Conventionally, for heat treatment cooling of small-diameter, thin-walled pipes, the so-called external cooling method, in which a cooling liquid is sprayed from the outside surface, or the method of immersion cooling in a water tank have been adopted industrially. There are disadvantages such as large and frequent bending, which increases the amount of work in the subsequent finishing process and causes high costs.

In addition to being able to extremely prevent bending including end bending, the in-pipe flow cooling method of the present invention dramatically improves the degree of filling of the cooling liquid at the tube end inlet. The basic feature is that quenching defects at the edges can be completely prevented.

As described above, the present invention is primarily intended to provide an effective and economical method and industrial means for preventing bending and deformation of small-diameter tubes during the cooling process. In the following detailed description of the present invention, heat treatment cooling of steel pipes and immersion type inner and outer surface cooling methods will be used as examples to compare and contrast.

The features of this immersion-type internal surface cooling device are that the inner and outer surfaces of the steel pipe are cooled at the same time, and consideration is given to preventing bending and poor roundness. If not, the structure will be as shown in FIGS. 1 and 2. That is, the heated steel pipe 1 is transferred into the water tank 3 by the carry-in conveyor 2. The cooling water level in the water tank is at position a (the position where the steel pipe is completely immersed), the high-temperature steel pipe transported to the water tank 3 is submerged in water, and the nuclide is rotated by the turning roll 4 installed in the sow tank.

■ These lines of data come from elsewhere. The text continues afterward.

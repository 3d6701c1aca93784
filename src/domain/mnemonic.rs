//! BIP39 助记词生成
//!
//! 使用操作系统 CSPRNG 产生 256 位熵，编码为 24 词英文助记词。
//! 每次调用都是独立且不可重放的，它是下游所有密钥的信任根。

use std::fmt;

use bip39::{Language, Mnemonic};
use rand::{rngs::OsRng, RngCore};
use zeroize::{Zeroize, ZeroizeOnDrop, Zeroizing};

use crate::error::{Result, WalletError};

/// 熵长度（位）
pub const ENTROPY_BITS: usize = 256;

/// 熵长度（字节）
pub const ENTROPY_BYTES: usize = ENTROPY_BITS / 8;

/// 256 位熵对应的助记词词数
pub const WORD_COUNT: usize = 24;

/// 助记词
///
/// Debug 输出永不包含助记词本身，drop 时内存被清零。
#[derive(Clone, PartialEq, Eq, Zeroize, ZeroizeOnDrop)]
pub struct MnemonicPhrase {
    phrase: String,
}

impl MnemonicPhrase {
    /// 明文助记词（仅用于派生与最终报告）
    pub fn as_str(&self) -> &str {
        &self.phrase
    }

    pub fn word_count(&self) -> usize {
        self.phrase.split_whitespace().count()
    }
}

impl fmt::Debug for MnemonicPhrase {
    fn fmt(&self, f: &mut fmt::Formatter<'_>) -> fmt::Result {
        f.debug_struct("MnemonicPhrase")
            .field("word_count", &self.word_count())
            .field("phrase", &"[REDACTED]")
            .finish()
    }
}

/// 生成新的 24 词助记词
pub fn generate_mnemonic() -> Result<MnemonicPhrase> {
    generate_mnemonic_from(&mut OsRng)
}

/// 使用指定随机源生成助记词
pub fn generate_mnemonic_from<R: RngCore + ?Sized>(rng: &mut R) -> Result<MnemonicPhrase> {
    let mut entropy = Zeroizing::new([0u8; ENTROPY_BYTES]);
    rng.try_fill_bytes(&mut entropy[..])
        .map_err(|e| WalletError::Entropy(e.to_string()))?;

    let mnemonic = Mnemonic::from_entropy_in(Language::English, &entropy[..])
        .map_err(|e| WalletError::Encoding(e.to_string()))?;

    tracing::debug!(words = mnemonic.word_count(), "generated mnemonic");

    Ok(MnemonicPhrase {
        phrase: mnemonic.to_string(),
    })
}

/// 解析并校验已有助记词（词表 + 校验和）
pub fn parse_mnemonic(phrase: &str) -> Result<MnemonicPhrase> {
    let mnemonic = Mnemonic::parse_in(Language::English, phrase)
        .map_err(|e| WalletError::Encoding(e.to_string()))?;

    Ok(MnemonicPhrase {
        phrase: mnemonic.to_string(),
    })
}

#[cfg(test)]
mod tests {
    use super::*;

    /// 固定输出的随机源
    struct FixedRng(u8);

    impl RngCore for FixedRng {
        fn next_u32(&mut self) -> u32 {
            u32::from_ne_bytes([self.0; 4])
        }

        fn next_u64(&mut self) -> u64 {
            u64::from_ne_bytes([self.0; 8])
        }

        fn fill_bytes(&mut self, dest: &mut [u8]) {
            dest.fill(self.0);
        }

        fn try_fill_bytes(&mut self, dest: &mut [u8]) -> std::result::Result<(), rand::Error> {
            self.fill_bytes(dest);
            Ok(())
        }
    }

    /// 永远失败的随机源
    struct BrokenRng;

    impl RngCore for BrokenRng {
        fn next_u32(&mut self) -> u32 {
            0
        }

        fn next_u64(&mut self) -> u64 {
            0
        }

        fn fill_bytes(&mut self, _dest: &mut [u8]) {}

        fn try_fill_bytes(&mut self, _dest: &mut [u8]) -> std::result::Result<(), rand::Error> {
            Err(rand::Error::new(std::io::Error::new(
                std::io::ErrorKind::Other,
                "device not available",
            )))
        }
    }

    #[test]
    fn test_generate_24_words() {
        let mnemonic = generate_mnemonic().unwrap();
        assert_eq!(mnemonic.word_count(), WORD_COUNT);
        // 生成的助记词必须能通过校验
        assert!(parse_mnemonic(mnemonic.as_str()).is_ok());
    }

    #[test]
    fn test_generate_is_not_replayed() {
        let a = generate_mnemonic().unwrap();
        let b = generate_mnemonic().unwrap();
        assert_ne!(a.as_str(), b.as_str());
    }

    #[test]
    fn test_zero_entropy_vector() {
        // BIP39 测试向量：32 字节全零熵
        let mnemonic = generate_mnemonic_from(&mut FixedRng(0)).unwrap();
        let expected = format!("{} art", ["abandon"; 23].join(" "));
        assert_eq!(mnemonic.as_str(), expected);
    }

    #[test]
    fn test_entropy_failure() {
        let err = generate_mnemonic_from(&mut BrokenRng).unwrap_err();
        assert!(matches!(err, WalletError::Entropy(_)));
    }

    #[test]
    fn test_parse_rejects_bad_checksum() {
        let err = parse_mnemonic(&["abandon"; 12].join(" ")).unwrap_err();
        assert!(matches!(err, WalletError::Encoding(_)));

        let err = parse_mnemonic("not a real mnemonic phrase").unwrap_err();
        assert!(matches!(err, WalletError::Encoding(_)));
    }

    #[test]
    fn test_debug_is_redacted() {
        let mnemonic = generate_mnemonic_from(&mut FixedRng(0)).unwrap();
        let debug = format!("{:?}", mnemonic);
        assert!(!debug.contains("abandon"));
        assert!(debug.contains("REDACTED"));
    }
}
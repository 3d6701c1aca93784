//! 私钥派生
//!
//! 助记词 (+ passphrase) → BIP39 种子 → BIP32 主密钥 → 按路径逐级派生。
//! 某一级出现无效子密钥时直接失败，不跳到下一个索引（跳过会静默改变地址）。

use std::fmt;

use bip39::{Language, Mnemonic};
use coins_bip32::prelude::*;
use k256::ecdsa::SigningKey;
use zeroize::{Zeroize, ZeroizeOnDrop, Zeroizing};

use crate::{
    domain::derivation_path::DerivationPath,
    error::{Result, WalletError},
};

/// secp256k1 标量长度
pub const PRIVATE_KEY_LEN: usize = 32;

/// 派生出的私钥原始字节，drop 时清零
#[derive(Clone, PartialEq, Eq, Zeroize, ZeroizeOnDrop)]
pub struct KeyMaterial {
    bytes: [u8; PRIVATE_KEY_LEN],
}

impl KeyMaterial {
    pub fn as_bytes(&self) -> &[u8; PRIVATE_KEY_LEN] {
        &self.bytes
    }

    pub fn to_hex(&self) -> String {
        hex::encode(self.bytes)
    }
}

impl fmt::Debug for KeyMaterial {
    fn fmt(&self, f: &mut fmt::Formatter<'_>) -> fmt::Result {
        f.write_str("KeyMaterial([REDACTED])")
    }
}

/// 从助记词和路径字符串派生私钥
///
/// # Arguments
/// * `mnemonic` - BIP39 助记词
/// * `path` - 派生路径，如 `m/44'/60'/0'/0/0`
/// * `passphrase` - BIP39 passphrase（默认空字符串）
pub fn derive_private_key(mnemonic: &str, path: &str, passphrase: &str) -> Result<KeyMaterial> {
    // 先校验路径语法，错误路径不做任何派生
    let path: DerivationPath = path.parse()?;
    derive_private_key_at(mnemonic, &path, passphrase)
}

/// 从助记词和已解析路径派生私钥
pub fn derive_private_key_at(
    mnemonic: &str,
    path: &DerivationPath,
    passphrase: &str,
) -> Result<KeyMaterial> {
    let seed = mnemonic_to_seed(mnemonic, passphrase)?;

    let master_key = XPriv::root_from_seed(&seed[..], None)
        .map_err(|e| WalletError::SeedDerivation(format!("master key: {}", e)))?;

    let derived_key = path
        .steps()
        .iter()
        .enumerate()
        .try_fold(master_key, |key, (step, child)| {
            key.derive_child(child.to_bip32())
                .map_err(|e| WalletError::PathDerivation {
                    path: path.to_string(),
                    step,
                    reason: e.to_string(),
                })
        })?;

    let signing_key: &SigningKey = derived_key.as_ref();
    let bytes: [u8; PRIVATE_KEY_LEN] = signing_key.to_bytes().into();

    tracing::debug!(path = %path, "derived private key");

    Ok(KeyMaterial { bytes })
}

/// 助记词 → 64 字节种子
pub fn mnemonic_to_seed(mnemonic: &str, passphrase: &str) -> Result<Zeroizing<[u8; 64]>> {
    let mnemonic = Mnemonic::parse_in(Language::English, mnemonic)
        .map_err(|e| WalletError::SeedDerivation(format!("invalid mnemonic: {}", e)))?;

    Ok(Zeroizing::new(mnemonic.to_seed(passphrase)))
}

#[cfg(test)]
mod tests {
    use super::*;

    const TEST_MNEMONIC: &str = "abandon abandon abandon abandon abandon abandon abandon abandon abandon abandon abandon about";

    #[test]
    fn test_bip39_seed_vector() {
        // BIP39 官方向量（passphrase = "TREZOR"）
        let seed = mnemonic_to_seed(TEST_MNEMONIC, "TREZOR").unwrap();
        assert_eq!(
            hex::encode(&seed[..]),
            "c55257c360c07c72029aebc1b53c05ed0362ada38ead3e3e9efa3708e53495531f09a6987599d18264c1e1c92f2cf141630c7a3c4ab7c81b2f001698e7463b04"
        );
    }

    #[test]
    fn test_ethereum_private_key_vector() {
        let key = derive_private_key(TEST_MNEMONIC, "m/44'/60'/0'/0/0", "").unwrap();
        assert_eq!(
            key.to_hex(),
            "1ab42cc412b618bdea3a599e3c9bae199ebf030895b039e9db1e30dafb12b727"
        );
    }

    #[test]
    fn test_derivation_is_deterministic() {
        let a = derive_private_key(TEST_MNEMONIC, "m/44'/195'/0'/0/0", "").unwrap();
        let b = derive_private_key(TEST_MNEMONIC, "m/44'/195'/0'/0/0", "").unwrap();
        assert_eq!(a.as_bytes(), b.as_bytes());
    }

    #[test]
    fn test_passphrase_changes_key() {
        let plain = derive_private_key(TEST_MNEMONIC, "m/44'/60'/0'/0/0", "").unwrap();
        let protected = derive_private_key(TEST_MNEMONIC, "m/44'/60'/0'/0/0", "TREZOR").unwrap();
        assert_ne!(plain.as_bytes(), protected.as_bytes());
        assert_eq!(
            protected.to_hex(),
            "62f1d86b246c81bdd8f6c166d56896a4a5e1eddbcaebe06480e5c0bc74c28224"
        );
    }

    #[test]
    fn test_path_syntax_checked_first() {
        // 助记词也无效，但路径错误必须先报出
        let err = derive_private_key("garbage", "m/44'/abc", "").unwrap_err();
        assert!(matches!(err, WalletError::PathSyntax { .. }));
    }

    #[test]
    fn test_invalid_mnemonic() {
        let err = derive_private_key("abandon abandon", "m/44'/60'/0'/0/0", "").unwrap_err();
        assert!(matches!(err, WalletError::SeedDerivation(_)));
    }

    #[test]
    fn test_debug_is_redacted() {
        let key = derive_private_key(TEST_MNEMONIC, "m/44'/60'/0'/0/0", "").unwrap();
        assert_eq!(format!("{:?}", key), "KeyMaterial([REDACTED])");
    }
}
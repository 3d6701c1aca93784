//! BIP44 派生路径
//!
//! 路径模板固定为 `m/44'/<coin_type>'/0'/0/<index>`，只有最后的地址索引可变。
//! 派生前必须先通过语法校验，错误路径立即以 `PathSyntax` 失败。

use std::{fmt, str::FromStr};

use crate::{
    domain::chain_config::ChainType,
    error::{Result, WalletError},
};

/// 硬化派生偏移量 (2^31)
pub const HARDENED_OFFSET: u32 = 0x8000_0000;

/// BIP44 purpose
pub const BIP44_PURPOSE: u32 = 44;

/// 路径中的一步
#[derive(Debug, Clone, Copy, PartialEq, Eq, Hash)]
pub struct ChildIndex {
    index: u32,
    hardened: bool,
}

impl ChildIndex {
    pub fn normal(index: u32) -> Option<Self> {
        (index < HARDENED_OFFSET).then_some(Self {
            index,
            hardened: false,
        })
    }

    pub fn hardened(index: u32) -> Option<Self> {
        (index < HARDENED_OFFSET).then_some(Self {
            index,
            hardened: true,
        })
    }

    pub fn index(self) -> u32 {
        self.index
    }

    pub fn is_hardened(self) -> bool {
        self.hardened
    }

    /// BIP32 编码后的索引（硬化时加上 2^31）
    pub fn to_bip32(self) -> u32 {
        if self.hardened {
            self.index | HARDENED_OFFSET
        } else {
            self.index
        }
    }
}

impl fmt::Display for ChildIndex {
    fn fmt(&self, f: &mut fmt::Formatter<'_>) -> fmt::Result {
        if self.hardened {
            write!(f, "{}'", self.index)
        } else {
            write!(f, "{}", self.index)
        }
    }
}

/// 已校验的派生路径
#[derive(Debug, Clone, PartialEq, Eq, Hash)]
pub struct DerivationPath {
    steps: Vec<ChildIndex>,
}

impl DerivationPath {
    /// 链的标准路径（解析一遍以校验索引范围）
    pub fn for_chain(chain: ChainType, index: u32) -> Result<Self> {
        format_path(chain, index).parse()
    }

    pub fn steps(&self) -> &[ChildIndex] {
        &self.steps
    }

    /// 最后一步的地址索引
    pub fn address_index(&self) -> Option<u32> {
        self.steps.last().map(|s| s.index())
    }

    /// 是否符合链的固定模板 `m/44'/<coin_type>'/0'/0/<index>`
    pub fn matches_template(&self, chain: ChainType) -> bool {
        match self.steps.as_slice() {
            [purpose, coin, account, change, index] => {
                purpose.is_hardened()
                    && purpose.index() == BIP44_PURPOSE
                    && coin.is_hardened()
                    && coin.index() == chain.coin_type()
                    && account.is_hardened()
                    && account.index() == 0
                    && !change.is_hardened()
                    && change.index() == 0
                    && !index.is_hardened()
            }
            _ => false,
        }
    }
}

impl FromStr for DerivationPath {
    type Err = WalletError;

    fn from_str(path: &str) -> Result<Self> {
        let rest = path
            .strip_prefix("m/")
            .ok_or_else(|| WalletError::path_syntax(path, "path must start with 'm/'"))?;

        let steps = rest
            .split('/')
            .enumerate()
            .map(|(pos, segment)| parse_segment(path, pos, segment))
            .collect::<Result<Vec<_>>>()?;

        Ok(Self { steps })
    }
}

fn is_hardened_marker(c: char) -> bool {
    matches!(c, '\'' | 'h' | 'H')
}

fn parse_segment(path: &str, pos: usize, segment: &str) -> Result<ChildIndex> {
    let (digits, hardened) = match segment.strip_suffix(is_hardened_marker) {
        Some(digits) => (digits, true),
        None => (segment, false),
    };

    if digits.is_empty() || !digits.bytes().all(|b| b.is_ascii_digit()) {
        return Err(WalletError::path_syntax(
            path,
            format!("segment {} (`{}`) is not a number", pos, segment),
        ));
    }

    let index: u32 = digits.parse().map_err(|_| {
        WalletError::path_syntax(path, format!("segment {} (`{}`) overflows u32", pos, segment))
    })?;

    let child = if hardened {
        ChildIndex::hardened(index)
    } else {
        ChildIndex::normal(index)
    };

    child.ok_or_else(|| {
        WalletError::path_syntax(
            path,
            format!("segment {} index {} must be below 2^31", pos, index),
        )
    })
}

impl fmt::Display for DerivationPath {
    fn fmt(&self, f: &mut fmt::Formatter<'_>) -> fmt::Result {
        f.write_str("m")?;
        for step in &self.steps {
            write!(f, "/{}", step)?;
        }
        Ok(())
    }
}

/// 生成链的标准派生路径
///
/// # Arguments
/// * `chain` - 链类型
/// * `index` - 地址索引
pub fn format_path(chain: ChainType, index: u32) -> String {
    format!("m/44'/{}'/0'/0/{}", chain.coin_type(), index)
}

/// 按链标识符生成路径；未知链返回 `UnsupportedChain` 而不是空字符串
pub fn format_path_for(chain: &str, index: u32) -> Result<String> {
    let chain: ChainType = chain.parse()?;
    Ok(format_path(chain, index))
}
//! IronCore HD - 多链 HD 钱包派生
//!
//! 非托管模式：密钥只在内存中生成并返回给调用方，不落盘

pub mod config;
pub mod domain;
pub mod error;
pub mod infrastructure;

// 重新导出常用类型
pub use error::{ErrorCode, Result, WalletError};

pub mod prelude {
    pub use crate::{
        domain::{
            ChainType, DerivationOptions, DerivedWallet, MultiChainWalletService, WalletReport,
        },
        error::{ErrorCode, WalletError},
    };
}
//! 日志脱敏
//! 助记词、私钥永不以明文进入日志事件

use serde::Serialize;

use crate::domain::multi_chain_wallet::{DerivedWallet, WalletReport};

/// 可脱敏trait
pub trait SensitiveRedact {
    fn redact(&self) -> String;
}

/// 脱敏十六进制字符串（显示前缀和后缀）
pub fn redact_hex_string(hex: &str, show_chars: usize) -> String {
    if hex.len() <= show_chars * 2 {
        return "*".repeat(hex.len());
    }

    let prefix = &hex[..show_chars];
    let suffix = &hex[hex.len() - show_chars..];
    format!("{}...{}", prefix, suffix)
}

/// 脱敏地址（显示前6位和后4位）
pub fn redact_address(address: &str) -> String {
    if address.len() < 10 {
        return "*".repeat(address.len());
    }

    let prefix = &address[..6];
    let suffix = &address[address.len() - 4..];
    format!("{}...{}", prefix, suffix)
}

/// 脱敏助记词（只保留词数）
pub fn redact_mnemonic(phrase: &str) -> String {
    format!("<{} words>", phrase.split_whitespace().count())
}

/// 派生结果脱敏
#[derive(Debug, Serialize)]
pub struct RedactedWallet {
    pub chain: String,
    pub derivation_path: String,
    pub private_key: String,
    pub address: String,
}

impl From<&DerivedWallet> for RedactedWallet {
    fn from(wallet: &DerivedWallet) -> Self {
        Self {
            chain: wallet.chain.to_string(),
            derivation_path: wallet.derivation_path.clone(),
            private_key: redact_hex_string(&wallet.private_key, 4),
            address: redact_address(&wallet.address),
        }
    }
}

impl SensitiveRedact for WalletReport {
    fn redact(&self) -> String {
        #[derive(Serialize)]
        struct RedactedReport {
            mnemonic: String,
            wallets: Vec<RedactedWallet>,
        }

        serde_json::to_string(&RedactedReport {
            mnemonic: redact_mnemonic(self.mnemonic.as_str()),
            wallets: self.wallets.iter().map(RedactedWallet::from).collect(),
        })
        .unwrap_or_else(|_| "{ redacted }".to_string())
    }
}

Pinch roll 5
be restrained at. At the same time, high-pressure water is ejected from the inner nozzle 6 in the axial direction of the steel pipe to cool the inner surface of the steel pipe. Also,
Low-pressure water is ejected from the outer surface nozzle 7 to stir and cool the outer surface of the steel pipe.

After the required cooling time according to the wall thickness of the steel pipe, the rotation of the turning rolls 4 is stopped, the pinch rolls 5 are opened, and the steel pipe is carried out of the tank by the carry-out conveyor 8 to complete the quenching.

The immersion type internal and external cooling method uses the following methods to cool from the internal and external surfaces.
Even in extremely thick steel pipes, an extremely stable hardened martensitic l-i weave can be obtained without adding large amounts of special alloy components to improve hardenability, so it is advantageous in terms of cost. be.

On the other hand, according to the experimental results conducted by the present inventors regarding the deformation of steel pipes due to cooling, (1) Roundness, or flattening deformation, tends to increase as the steel pipe size becomes smaller (outer diameter/wall thickness → smaller). This is mostly due to non-uniform cooling of the outer surface.

In addition, non-uniform exfoliation of scale during the cooling process is also a cause of non-uniform cooling of the outer surface.

(2) The bending deformation tends to increase as the steel pipe size becomes smaller (smaller diameter, thinner wall), and, like poor roundness, it is mainly caused by non-uniform cooling of the outer surface.

This has been confirmed.

In order to achieve uniform external cooling in (1) and (2) above,
Many industrial methods and means have been proposed in the past and have made considerable progress. -1 However, even now, the problem of bending (particularly end-face bending) deformation of small-diameter steel pipes remains an important technical problem from a practical standpoint.

Particularly difficult to prevent bending and deformation is a small diameter steel pipe with an outer diameter of 80 mm or less. The present invention primarily aims to provide an industrial method and means for preventing bending deformation during the cooling process of this small diameter size.

Thin wall thicknesses of 80 mm or less, where bending is particularly likely to occur, can be sufficiently hardened with single-sided cooling, except for special upcent pipes. Furthermore, some ampsent tubes whose end wall thickness has been increased have a wall thickness that exceeds the limit of single-sided cooling, but this can be handled by adding auxiliary means to be described later.

For single-sided cooling, the tube internal flow cooling method in the atmosphere and the external surface cooling method are considered, but the latter method has a limit in reducing quench bending due to the reasons mentioned above, so we experimentally investigated the tube internal flow cooling method. .

The results of the inventors' in-pipe quenching cooling experiment are shown in Figure 3, and as is clear from this, the bending caused by cooling only the in-pipe flow is extremely small, and the bending prevention effect of this method is extremely effective. It was confirmed that this was significant. In the case of cooling only through the flow inside the pipe, it is a turbulent flow with a Ray nozzle number of 105 to 107, so the uniformity of cooling in the circumferential direction is extremely high.
Since there are no obstacles in the longitudinal direction of the tube, uniform cooling is possible in both the circumferential and longitudinal directions. Furthermore, as a result of investigating the distribution of residual scale on the inner and outer surfaces of steel pipes subjected to immersion cooling on the inner and outer surfaces, it was found that the scale thickness on the inner surface was thinner than that on the outer surface, and remained in an ``avatar-like'' shape. It was confirmed that the scale was uniform with almost no peeling.On the other hand, scale was not peeled off uniformly on the outer surface during the cooling process, and scale remained attached to it in many cases, forming an N'' avatar shape. In such cases, there is generally a noticeable tendency for the steel pipe to bend significantly.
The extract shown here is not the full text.